- REQUIRED WORK
Search the data for the string "store" and gather each line it is in.

--------------------------------------------------

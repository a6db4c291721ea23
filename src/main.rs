//! BiblioFlow Server - School Library Management
//!
//! REST API server for students, books and borrows.

use std::net::SocketAddr;
use std::sync::Arc;

use anyhow::Context;
use tracing_appender::non_blocking::WorkerGuard;
use tracing_subscriber::{layer::SubscriberExt, util::SubscriberInitExt, Layer};

use biblioflow_server::{
    api,
    config::{AppConfig, LogFormat, LoggingConfig, StorageBackend},
    repository::{memory::MemoryRepository, postgres::PgRepository, Repository},
    AppState,
};

#[tokio::main]
async fn main() -> anyhow::Result<()> {
    // Load environment variables from .env file
    dotenvy::dotenv().ok();

    // Load configuration
    let config = AppConfig::load().context("Failed to load configuration")?;

    // Initialize tracing; the guard flushes the file writer on exit
    let _guard = init_tracing(&config.logging);

    tracing::info!("Starting BiblioFlow Server v{}", env!("CARGO_PKG_VERSION"));

    let repository: Repository = match config.database.backend {
        StorageBackend::Postgres => {
            let store = PgRepository::connect(&config.database)
                .await
                .context("Failed to connect to database")?;
            tracing::info!("Connected to database");

            store.migrate().await.context("Failed to run database migrations")?;
            tracing::info!("Database migrations completed");
            Arc::new(store)
        }
        StorageBackend::Memory => {
            tracing::warn!("Using in-memory storage; data is lost on shutdown");
            Arc::new(MemoryRepository::new())
        }
    };

    let addr = SocketAddr::new(
        config.server.host.parse().context("Invalid host address")?,
        config.server.port,
    );

    let state = AppState::new(config, repository);
    let app = api::router(state);

    tracing::info!("Server listening on http://{}", addr);

    let listener = tokio::net::TcpListener::bind(addr).await?;
    axum::serve(listener, app).await?;

    Ok(())
}

fn init_tracing(logging: &LoggingConfig) -> Option<WorkerGuard> {
    let filter = tracing_subscriber::EnvFilter::try_from_default_env()
        .unwrap_or_else(|_| format!("biblioflow_server={},tower_http=debug", logging.level).into());

    let stdout = match logging.format {
        LogFormat::Pretty => tracing_subscriber::fmt::layer().boxed(),
        LogFormat::Json => tracing_subscriber::fmt::layer().json().boxed(),
    };

    let (file, guard) = match &logging.directory {
        Some(dir) => {
            let appender = tracing_appender::rolling::daily(dir, "biblioflow.log");
            let (writer, guard) = tracing_appender::non_blocking(appender);
            let layer = tracing_subscriber::fmt::layer()
                .json()
                .with_ansi(false)
                .with_writer(writer);
            (Some(layer), Some(guard))
        }
        None => (None, None),
    };

    tracing_subscriber::registry()
        .with(filter)
        .with(stdout)
        .with(file)
        .init();

    guard
}
//! Student queries

use chrono::Utc;
use uuid::Uuid;

use super::{like_pattern, unique_violation, PgRepository};
use crate::{
    error::AppResult,
    models::{Search, Student, StudentInput},
    repository::{conflict, messages, not_found},
};

impl PgRepository {
    pub(super) async fn students_create(&self, data: &StudentInput) -> AppResult<Student> {
        sqlx::query_as::<_, Student>(
            r#"
            INSERT INTO students (id, name, admission_number, class_name, contact, section, warnings, created_at)
            VALUES ($1, $2, $3, $4, $5, $6, 0, $7)
            RETURNING *
            "#,
        )
        .bind(Uuid::new_v4())
        .bind(&data.name)
        .bind(&data.admission_number)
        .bind(&data.class_name)
        .bind(&data.contact)
        .bind(&data.section)
        .bind(Utc::now())
        .fetch_one(&self.pool)
        .await
        .map_err(|e| unique_violation(e, messages::DUPLICATE_ADMISSION))
    }

    pub(super) async fn students_search(&self, search: &Search, match_class_name: bool) -> AppResult<Vec<Student>> {
        let rows = match search.text.as_deref() {
            Some(text) => {
                let class_clause = if match_class_name {
                    " OR LOWER(class_name) LIKE $1"
                } else {
                    ""
                };
                let query = format!(
                    r#"
                    SELECT * FROM students
                    WHERE LOWER(name) LIKE $1 OR LOWER(admission_number) LIKE $1{}
                    ORDER BY LOWER(name) COLLATE "C", created_at
                    LIMIT $2 OFFSET $3
                    "#,
                    class_clause
                );
                sqlx::query_as::<_, Student>(&query)
                    .bind(like_pattern(text))
                    .bind(search.limit)
                    .bind(search.skip)
                    .fetch_all(&self.pool)
                    .await?
            }
            None => {
                sqlx::query_as::<_, Student>(
                    r#"SELECT * FROM students ORDER BY LOWER(name) COLLATE "C", created_at LIMIT $1 OFFSET $2"#,
                )
                .bind(search.limit)
                .bind(search.skip)
                .fetch_all(&self.pool)
                .await?
            }
        };
        Ok(rows)
    }

    pub(super) async fn students_get_by_id(&self, id: Uuid) -> AppResult<Student> {
        sqlx::query_as::<_, Student>("SELECT * FROM students WHERE id = $1")
            .bind(id)
            .fetch_optional(&self.pool)
            .await?
            .ok_or_else(|| not_found(messages::STUDENT_NOT_FOUND))
    }

    pub(super) async fn students_update(&self, id: Uuid, data: &StudentInput) -> AppResult<Student> {
        sqlx::query_as::<_, Student>(
            r#"
            UPDATE students
            SET name = $2, admission_number = $3, class_name = $4, contact = $5, section = $6
            WHERE id = $1
            RETURNING *
            "#,
        )
        .bind(id)
        .bind(&data.name)
        .bind(&data.admission_number)
        .bind(&data.class_name)
        .bind(&data.contact)
        .bind(&data.section)
        .fetch_optional(&self.pool)
        .await
        .map_err(|e| unique_violation(e, messages::DUPLICATE_ADMISSION))?
        .ok_or_else(|| not_found(messages::STUDENT_NOT_FOUND))
    }

    /// The row lock makes a concurrent borrow (which takes a share lock on the
    /// student) either finish first and block the delete, or wait for it.
    pub(super) async fn students_delete(&self, id: Uuid) -> AppResult<()> {
        let mut tx = self.pool.begin().await?;

        sqlx::query_scalar::<_, Uuid>("SELECT id FROM students WHERE id = $1 FOR UPDATE")
            .bind(id)
            .fetch_optional(&mut *tx)
            .await?
            .ok_or_else(|| not_found(messages::STUDENT_NOT_FOUND))?;

        let has_active: bool = sqlx::query_scalar(
            "SELECT EXISTS(SELECT 1 FROM borrows WHERE student_id = $1 AND return_date IS NULL)",
        )
        .bind(id)
        .fetch_one(&mut *tx)
        .await?;

        if has_active {
            return Err(conflict(messages::STUDENT_ACTIVE_BORROW));
        }

        sqlx::query("DELETE FROM students WHERE id = $1")
            .bind(id)
            .execute(&mut *tx)
            .await?;

        tx.commit().await?;
        Ok(())
    }
}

--------------------------------------------------

- YOUR SOLUTION
            let store = PgRepository::connect(&config.database)
            store.migrate().await.context("Failed to run database migrations")?;
            Arc::new(store)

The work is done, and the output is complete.